Stuart_Armstrong comments on Assuming we’ve solved X, could we do Y...

Stuart_Armstrong 12 Dec 2018 20:55 UTC
2 points
Agree that it’s useful to disentangle them, but it’s also useful to realise that they can’t be fully disentangled… yet.
- David Scott Krueger (formerly: capybaralet) 17 Dec 2018 4:43 UTC
  3 points
  Parent
  I actually don’t understand why you say they can’t be fully disentangled.
  IIRC, it seemed to me during the discussion that your main objection was around whether (e.g.) “arbitrarily long deliberation (ALD)” was (or could be) fully specified in a way that accounts properly for things like deception, manipulation, etc. More concretely, I think you mentioned the possibility of an AI affecting the deliberation process in an undesirable way.

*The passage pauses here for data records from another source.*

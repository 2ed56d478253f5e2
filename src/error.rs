use axum::{
    http::StatusCode,
    response::{IntoResponse, Response},
    Json,
};
use serde::{Deserialize, Serialize};

/// Errors surfaced as plain HTTP responses (everything except the progress
/// stream, which reports failures in its terminal frame)
#[derive(Debug, thiserror::Error)]
pub enum AppError {
    #[error("Invalid input: {0}")]
    BadRequest(String),

    #[error("{0} not found")]
    NotFound(String),

    #[error("TTS provider error: {0}")]
    ExternalService(String),

    #[error("Internal server error: {0}")]
    Internal(String),
}

#[derive(Debug, Serialize, Deserialize)]
pub struct ErrorResponse {
    pub code: String,
    pub message: String,
}

impl AppError {
    pub fn status_code(&self) -> StatusCode {
        match self {
            Self::BadRequest(_) => StatusCode::BAD_REQUEST,
            Self::NotFound(_) => StatusCode::NOT_FOUND,
            Self::ExternalService(_) => StatusCode::BAD_GATEWAY,
            Self::Internal(_) => StatusCode::INTERNAL_SERVER_ERROR,
        }
    }

    /// Stable machine-readable identifier for clients
    pub fn code(&self) -> &'static str {
        match self {
            Self::BadRequest(_) => "bad_request",
            Self::NotFound(_) => "not_found",
            Self::ExternalService(_) => "provider_error",
            Self::Internal(_) => "internal",
        }
    }
}

impl IntoResponse for AppError {
    fn into_response(self) -> Response {
        let status = self.status_code();
        if status.is_server_error() {
            tracing::error!(error = %self, status = status.as_u16(), "Request failed");
        } else {
            tracing::warn!(error = %self, status = status.as_u16(), "Request rejected");
        }

        let body = ErrorResponse {
            code: self.code().to_string(),
            message: self.to_string(),
        };
        (status, Json(body)).into_response()
    }
}

pub type AppResult<T> = Result<T, AppError>;
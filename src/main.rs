use pdf_reader_backend::controllers::speech::SpeechController;
use pdf_reader_backend::domain::speech::{SpeechRequestDispatcher, SpeechService};
use pdf_reader_backend::infrastructure::config::{Config, LogFormat};
use pdf_reader_backend::infrastructure::http::start_http_server;
use pdf_reader_backend::infrastructure::repositories::{
    MokaSynthesisCache, PlayAiTtsRepository, SynthesisCache, TtsRepository,
};
use std::sync::Arc;
use std::time::Duration;
use tracing_subscriber::{layer::SubscriberExt, util::SubscriberInitExt};

#[tokio::main]
async fn main() -> Result<(), Box<dyn std::error::Error>> {
    // Load configuration
    let config = Config::from_env()?;

    // Initialize logging
    init_logging(&config);

    tracing::info!(
        "Starting PDF Reader Backend on {}:{}",
        config.host,
        config.port
    );
    tracing::info!(
        api_url = %config.tts_api_url,
        model = %config.tts_model,
        max_chunk_size = config.tts_max_chunk_size,
        request_timeout_secs = config.tts_request_timeout_secs,
        "TTS provider configured"
    );

    let config = Arc::new(config);

    // === DEPENDENCY INJECTION SETUP ===
    // 1. Instantiate repositories
    tracing::info!("Instantiating repositories...");
    let tts_repo: Arc<dyn TtsRepository> = Arc::new(PlayAiTtsRepository::new(
        config.tts_api_url.clone(),
        config.tts_api_key.clone(),
        config.tts_user_id.clone(),
        config.tts_model.clone(),
    ));
    let cache: Option<Arc<dyn SynthesisCache>> = if config.tts_cache_enabled {
        tracing::info!(capacity = config.tts_cache_capacity, "Synthesis cache enabled");
        Some(Arc::new(MokaSynthesisCache::new(config.tts_cache_capacity)))
    } else {
        tracing::info!("Synthesis cache disabled");
        None
    };

    // 2. Instantiate services
    tracing::info!("Instantiating services...");
    let dispatcher = SpeechRequestDispatcher::new(
        tts_repo,
        cache,
        Duration::from_secs(config.tts_request_timeout_secs),
    );
    let speech_service = Arc::new(SpeechService::new(dispatcher, config.tts_max_chunk_size));

    // 3. Instantiate controllers
    tracing::info!("Instantiating controllers...");
    let speech_controller = Arc::new(SpeechController::new(speech_service));

    start_http_server(config, speech_controller).await?;

    Ok(())
}

fn init_logging(config: &Config) {
    let filter = tracing_subscriber::EnvFilter::try_from_default_env()
        .unwrap_or_else(|_| "pdf_reader_backend=debug,tower_http=debug".into());

    if config.log_format == LogFormat::Json {
        tracing_subscriber::registry()
            .with(filter)
            .with(tracing_subscriber::fmt::layer().json())
            .init();
    } else {
        tracing_subscriber::registry()
            .with(filter)
            .with(tracing_subscriber::fmt::layer().pretty())
            .init();
    }
}
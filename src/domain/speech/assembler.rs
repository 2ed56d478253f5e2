use super::error::SpeechServiceError;
use bytes::{Bytes, BytesMut};

const CHARACTERS_PER_MINUTE: f32 = 1000.0;

/// Playable audio for one synthesis request, in chunk order
#[derive(Debug, Clone, PartialEq)]
pub struct AssembledAudio {
    pub bytes: Bytes,
    pub chunk_count: usize,
    pub duration_seconds: Option<f32>,
}

impl AssembledAudio {
    pub fn len(&self) -> usize {
        self.bytes.len()
    }

    pub fn is_empty(&self) -> bool {
        self.bytes.is_empty()
    }

    /// Attach a duration estimate based on narrated characters and playback speed
    pub fn with_duration_estimate(mut self, char_count: usize, speed: f32) -> Self {
        self.duration_seconds = Some(estimate_duration_seconds(char_count, speed));
        self
    }
}

/// Concatenate per-chunk payloads without re-encoding.
///
/// Compressed provider frames stay independently decodable when appended, so
/// the output is simply the payloads back to back.
pub fn assemble(payloads: &[Bytes]) -> Result<AssembledAudio, SpeechServiceError> {
    if payloads.is_empty() {
        return Err(SpeechServiceError::EmptyAudio);
    }

    let total: usize = payloads.iter().map(Bytes::len).sum();
    let mut buffer = BytesMut::with_capacity(total);
    for payload in payloads {
        buffer.extend_from_slice(payload);
    }

    Ok(AssembledAudio {
        bytes: buffer.freeze(),
        chunk_count: payloads.len(),
        duration_seconds: None,
    })
}

pub fn estimate_duration_seconds(char_count: usize, speed: f32) -> f32 {
    let speed = if speed > 0.0 { speed } else { 1.0 };
    (char_count as f32 / CHARACTERS_PER_MINUTE) * 60.0 / speed
}
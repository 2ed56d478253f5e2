// End-to-end tests for the PDF Reader Backend API
//
// Each test gets its own server bound to an ephemeral port and its own
// wiremock server standing in for the TTS provider, so tests run in parallel
// without sharing provider expectations or cache entries.

mod helpers;
mod test_reader_session;
mod test_speech;
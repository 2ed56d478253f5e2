use axum::{extract::Request, http::HeaderValue, middleware::Next, response::Response};
use tracing::Instrument;
use uuid::Uuid;

pub const X_REQUEST_ID: &str = "x-request-id";

/// Reuse the caller's request id when it sent one, otherwise mint a new one.
/// The id is echoed back and attached to every log line of the request.
pub async fn request_id_middleware(mut request: Request, next: Next) -> Response {
    let request_id = request
        .headers()
        .get(X_REQUEST_ID)
        .and_then(|value| value.to_str().ok())
        .filter(|value| !value.is_empty())
        .map(str::to_string)
        .unwrap_or_else(|| Uuid::new_v4().to_string());

    request
        .extensions_mut()
        .insert(RequestId(request_id.clone()));

    let span = tracing::info_span!(
        "request",
        request_id = %request_id,
        method = %request.method(),
        path = %request.uri().path()
    );
    let mut response = next.run(request).instrument(span).await;

    if let Ok(header_value) = HeaderValue::from_str(&request_id) {
        response.headers_mut().insert(X_REQUEST_ID, header_value);
    }

    response
}

/// Id of the request being served, available to handlers as an extension
#[derive(Debug, Clone)]
pub struct RequestId(pub String);

impl std::fmt::Display for RequestId {
    fn fmt(&self, f: &mut std::fmt::Formatter<'_>) -> std::fmt::Result {
        f.write_str(&self.0)
    }
}
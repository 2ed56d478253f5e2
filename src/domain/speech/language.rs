use lingua::{Language, LanguageDetector, LanguageDetectorBuilder};

/// Languages the provider can narrate
#[derive(Debug, Clone, Copy, PartialEq, Eq, Hash)]
pub enum LanguageCode {
    English,
    Spanish,
    French,
    German,
    Italian,
    Portuguese,
}

/// (code, lingua language, ISO 639-1, provider `language` value)
static SUPPORTED: [(LanguageCode, Language, &str, &str); 6] = [
    (LanguageCode::English, Language::English, "en", "english"),
    (LanguageCode::Spanish, Language::Spanish, "es", "spanish"),
    (LanguageCode::French, Language::French, "fr", "french"),
    (LanguageCode::German, Language::German, "de", "german"),
    (LanguageCode::Italian, Language::Italian, "it", "italian"),
    (LanguageCode::Portuguese, Language::Portuguese, "pt", "portuguese"),
];

impl LanguageCode {
    fn entry(&self) -> &'static (LanguageCode, Language, &'static str, &'static str) {
        SUPPORTED
            .iter()
            .find(|(code, ..)| code == self)
            .unwrap_or(&SUPPORTED[0])
    }

    /// ISO 639-1 code
    pub fn as_str(&self) -> &'static str {
        self.entry().2
    }

    pub fn provider_name(&self) -> &'static str {
        self.entry().3
    }

    pub fn from_lingua(language: Language) -> Option<Self> {
        SUPPORTED
            .iter()
            .find(|(_, lingua, ..)| *lingua == language)
            .map(|(code, ..)| *code)
    }
}

impl std::fmt::Display for LanguageCode {
    fn fmt(&self, f: &mut std::fmt::Formatter<'_>) -> std::fmt::Result {
        f.write_str(self.as_str())
    }
}

pub fn build_detector() -> LanguageDetector {
    let languages: Vec<Language> = SUPPORTED.iter().map(|(_, lingua, ..)| *lingua).collect();
    LanguageDetectorBuilder::from_languages(&languages).build()
}

/// Detect the language of a page. Pages too short or too mixed to call are
/// narrated in English.
pub fn detect_language(detector: &LanguageDetector, text: &str) -> LanguageCode {
    match detector
        .detect_language_of(text)
        .and_then(LanguageCode::from_lingua)
    {
        Some(code) => code,
        None => {
            tracing::warn!(text_length = text.len(), "Language not detected, using English");
            LanguageCode::English
        }
    }
}
use thiserror::Error;

#[derive(Debug, Error, Clone, PartialEq)]
pub enum ExtractionError {
    #[error("Page {page} is out of range (document has {page_count} pages)")]
    PageOutOfRange { page: u32, page_count: u32 },

    #[error("No text available")]
    NoText,

    #[error("Text extraction failed: {0}")]
    Source(String),
}

/// Failures of the audio output itself, retryable and distinct from
/// synthesis failures
#[derive(Debug, Error, Clone, PartialEq)]
pub enum PlaybackError {
    #[error("Audio could not be played: {0}")]
    Output(String),

    #[error("Cannot {action} while {state}")]
    InvalidTransition {
        action: &'static str,
        state: &'static str,
    },
}

#[derive(Debug, Error)]
pub enum ClientError {
    #[error("Request failed: {0}")]
    Transport(#[from] reqwest::Error),

    #[error("Speech endpoint returned status {0}")]
    Status(u16),

    #[error("Malformed progress frame: {0}")]
    Decode(#[from] serde_json::Error),

    #[error("Malformed audio payload: {0}")]
    InvalidAudio(#[from] base64::DecodeError),

    #[error("{0}")]
    Synthesis(String),

    #[error("Progress stream ended without a result")]
    StreamEnded,

    #[error(transparent)]
    Extraction(#[from] ExtractionError),

    #[error(transparent)]
    Playback(#[from] PlaybackError),
}
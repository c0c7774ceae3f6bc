use axum::{
    Router,
    extract::{Json, Query},
    http::{StatusCode, header},
    response::{IntoResponse, Response},
    routing::{get, post},
};
use clap::{Parser, ValueEnum};
use log::{info, warn};
use serde::{Deserialize, Serialize};
use std::net::SocketAddr;
use tokio::net::TcpListener;

use crate::core::{
    ChildPlan, EducationTrack, INCOME_GROWTH_AGGRESSIVE, INCOME_GROWTH_CONSERVATIVE,
    INCOME_GROWTH_STANDARD, Inputs, LIVING_COST_COMFORTABLE, LIVING_COST_FRUGAL,
    LIVING_COST_STANDARD, MortgagePlan, ProjectionResult, RateScenario, RearingPlan,
    RetirementPlan, YearRecord, run_projection,
};

const MAX_PROJECTION_YEARS: u32 = 120;

#[derive(Copy, Clone, Debug, Eq, PartialEq, ValueEnum)]
enum CliRateScenario {
    Fixed,
    Stable,
    Rising,
    SharpRising,
}

impl From<CliRateScenario> for RateScenario {
    fn from(value: CliRateScenario) -> Self {
        match value {
            CliRateScenario::Fixed => RateScenario::Fixed,
            CliRateScenario::Stable => RateScenario::Stable,
            CliRateScenario::Rising => RateScenario::Rising,
            CliRateScenario::SharpRising => RateScenario::SharpRising,
        }
    }
}

#[derive(Copy, Clone, Debug, Eq, PartialEq, ValueEnum)]
enum CliEducationTrack {
    PublicWithCram,
    PublicThenPrivateArts,
    PublicThenPrivateScience,
    PrivateHighArts,
    PrivateHighScience,
    PrivateSecondaryArts,
    PrivateSecondaryScience,
    PrivateElementaryArts,
    PrivateElementaryScience,
}

impl From<CliEducationTrack> for EducationTrack {
    fn from(value: CliEducationTrack) -> Self {
        match value {
            CliEducationTrack::PublicWithCram => EducationTrack::PublicWithCram,
            CliEducationTrack::PublicThenPrivateArts => EducationTrack::PublicThenPrivateArts,
            CliEducationTrack::PublicThenPrivateScience => EducationTrack::PublicThenPrivateScience,
            CliEducationTrack::PrivateHighArts => EducationTrack::PrivateHighArts,
            CliEducationTrack::PrivateHighScience => EducationTrack::PrivateHighScience,
            CliEducationTrack::PrivateSecondaryArts => EducationTrack::PrivateSecondaryArts,
            CliEducationTrack::PrivateSecondaryScience => EducationTrack::PrivateSecondaryScience,
            CliEducationTrack::PrivateElementaryArts => EducationTrack::PrivateElementaryArts,
            CliEducationTrack::PrivateElementaryScience => EducationTrack::PrivateElementaryScience,
        }
    }
}

#[derive(Copy, Clone, Debug, Eq, PartialEq, ValueEnum)]
enum CliRearingPlan {
    Standard,
    Comfortable,
}

impl From<CliRearingPlan> for RearingPlan {
    fn from(value: CliRearingPlan) -> Self {
        match value {
            CliRearingPlan::Standard => RearingPlan::Standard,
            CliRearingPlan::Comfortable => RearingPlan::Comfortable,
        }
    }
}

#[derive(Copy, Clone, Debug, Eq, PartialEq, ValueEnum)]
enum CliIncomePreset {
    Conservative,
    Standard,
    Aggressive,
}

impl CliIncomePreset {
    fn growth_pct(self) -> f64 {
        match self {
            CliIncomePreset::Conservative => INCOME_GROWTH_CONSERVATIVE,
            CliIncomePreset::Standard => INCOME_GROWTH_STANDARD,
            CliIncomePreset::Aggressive => INCOME_GROWTH_AGGRESSIVE,
        }
    }
}

#[derive(Copy, Clone, Debug, Eq, PartialEq, ValueEnum)]
enum CliLivingPreset {
    Frugal,
    Standard,
    Comfortable,
}

impl CliLivingPreset {
    fn annual_cost(self) -> f64 {
        match self {
            CliLivingPreset::Frugal => LIVING_COST_FRUGAL,
            CliLivingPreset::Standard => LIVING_COST_STANDARD,
            CliLivingPreset::Comfortable => LIVING_COST_COMFORTABLE,
        }
    }
}

#[derive(Copy, Clone, Debug, Eq, PartialEq, Deserialize, Serialize)]
#[serde(rename_all = "kebab-case")]
enum ApiRateScenario {
    Fixed,
    Stable,
    Rising,
    #[serde(alias = "sharpRising", alias = "sharp_rising")]
    SharpRising,
}

impl From<ApiRateScenario> for CliRateScenario {
    fn from(value: ApiRateScenario) -> Self {
        match value {
            ApiRateScenario::Fixed => CliRateScenario::Fixed,
            ApiRateScenario::Stable => CliRateScenario::Stable,
            ApiRateScenario::Rising => CliRateScenario::Rising,
            ApiRateScenario::SharpRising => CliRateScenario::SharpRising,
        }
    }
}

impl From<CliRateScenario> for ApiRateScenario {
    fn from(value: CliRateScenario) -> Self {
        match value {
            CliRateScenario::Fixed => ApiRateScenario::Fixed,
            CliRateScenario::Stable => ApiRateScenario::Stable,
            CliRateScenario::Rising => ApiRateScenario::Rising,
            CliRateScenario::SharpRising => ApiRateScenario::SharpRising,
        }
    }
}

  But I think it’s reasonable to assume (within the bounds of a discussion) that there is a non-terrible way (in principle) to specify things like “manipulation”. So do you disagree? Or is your objection something else entirely?
  What links here?
  - How much can value learning be disentangled? by Stuart_Armstrong (29 Jan 2019 14:17 UTC; 22 points)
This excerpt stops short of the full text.